Mon second, M. Dupeyrat, nous a quittés au Chili et il nous a rejoints à Mar del Plata par voie ferrée en visitant Mendoza et Buenos-Ayres. Il rapporte des renseignements consolants et intéressants sur les œuvres françaises qu’il a encouragées ; des entreprises viticoles prospèrent sous une direction française ; nos plants de vigne et nos méthodes de culture et de vinification donnent de très bons résultats. Ces vignes ne feront jamais concurrence à nos grands crus, car il leur manque le terroir, mais elles donnent dès maintenant de très bons vins ordinaires, et peut-être aussi quelque ’cru spécial se trouvera, avec son bouquet particulier.

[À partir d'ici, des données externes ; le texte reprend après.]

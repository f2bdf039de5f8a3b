//! Display task
//!
//! Renders the latest status snapshot to the LCD and the LED strip every
//! refresh period. Bus transfers are async, so the control task keeps
//! running while a frame is on the wire.

use defmt::*;
use embassy_time::{Duration, Ticker};
use flapjack_core::StatusView;
use flapjack_display::{DisplayBackend, DisplayError, Rgb, StatusIndicator, StatusRenderer};
use smart_leds::RGB8;

use crate::board::{Lcd, LedStrip, LED_COUNT};
use crate::channels::STATUS_VIEW;

/// Time between display refreshes
pub const DISPLAY_REFRESH_MS: u64 = 50;

/// Delay before re-initializing an LCD that stopped answering
pub const DISPLAY_RETRY_MS: u32 = 2_000;

/// Display task - owns the LCD and the LED strip
#[embassy_executor::task]
pub async fn display_task(
    mut lcd: Lcd,
    mut renderer: StatusRenderer,
    mut leds: LedStrip,
    indicator: StatusIndicator,
) {
    info!("Display task started");

    let mut ticker = Ticker::every(Duration::from_millis(DISPLAY_REFRESH_MS));
    let mut link = DisplayLink::new(lcd.is_ready());
    let (mut view, mut now_ms) = (StatusView::idle(), 0u32);

    loop {
        ticker.next().await;

        if let Some((latest, at_ms)) = STATUS_VIEW.try_take() {
            view = latest;
            now_ms = at_ms;
        }

        renderer.update(&view, now_ms);
        link.refresh(&mut lcd, &mut renderer, now_ms).await;

        let frame: [Rgb; LED_COUNT] = indicator.frame(&view, now_ms);
        leds.write(&frame.map(|c| RGB8::new(c.r, c.g, c.b))).await;
    }
}

/// LCD health tracking
///
/// A dead display never stops the machine; it is retried in the background
/// and the full screen is redrawn once it answers again.
struct DisplayLink {
    healthy: bool,
    failed_at_ms: u32,
}

impl DisplayLink {
    fn new(ready: bool) -> Self {
        Self {
            healthy: ready,
            failed_at_ms: 0,
        }
    }

    async fn refresh(&mut self, lcd: &mut Lcd, renderer: &mut StatusRenderer, now_ms: u32) {
        if !self.healthy {
            if now_ms.wrapping_sub(self.failed_at_ms) < DISPLAY_RETRY_MS {
                return;
            }
            if let Err(e) = lcd.init().await {
                self.failed_at_ms = now_ms;
                debug!("LCD still unavailable: {}", e);
                return;
            }
            info!("LCD recovered");
            self.healthy = true;
            renderer.invalidate();
        }

        if let Err(e) = renderer.render_to(lcd).await {
            self.fail(e, now_ms);
        }
    }

    fn fail(&mut self, error: DisplayError, now_ms: u32) {
        warn!("LCD write failed: {}", error);
        self.healthy = false;
        self.failed_at_ms = now_ms;
    }
}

Le gouvernement de Buenos-Ayres n’est pas encore très bien fixé sur la façon dont il convient d’accueillir ma mission. Je ne suis pas ambassadeur extraordinaire comme au Pérou, et je n’ai aucune lettre de créance ; le message de courtoisie et d’amitié que j’apporte au Gouvernement et au peuple argentin me donne pourtant un caractère diplomatique que le protocole cherche à définir... M. Dupeyrat est chargé de m’inviter à descendre au Jockey-Club et il m’explique que ce cercle compte environ 3 000 membres, dont tous les grands propriétaires qui font la fortune de l’Argentine par des entreprises dont je viens de constater l’importance à Chapadmalal.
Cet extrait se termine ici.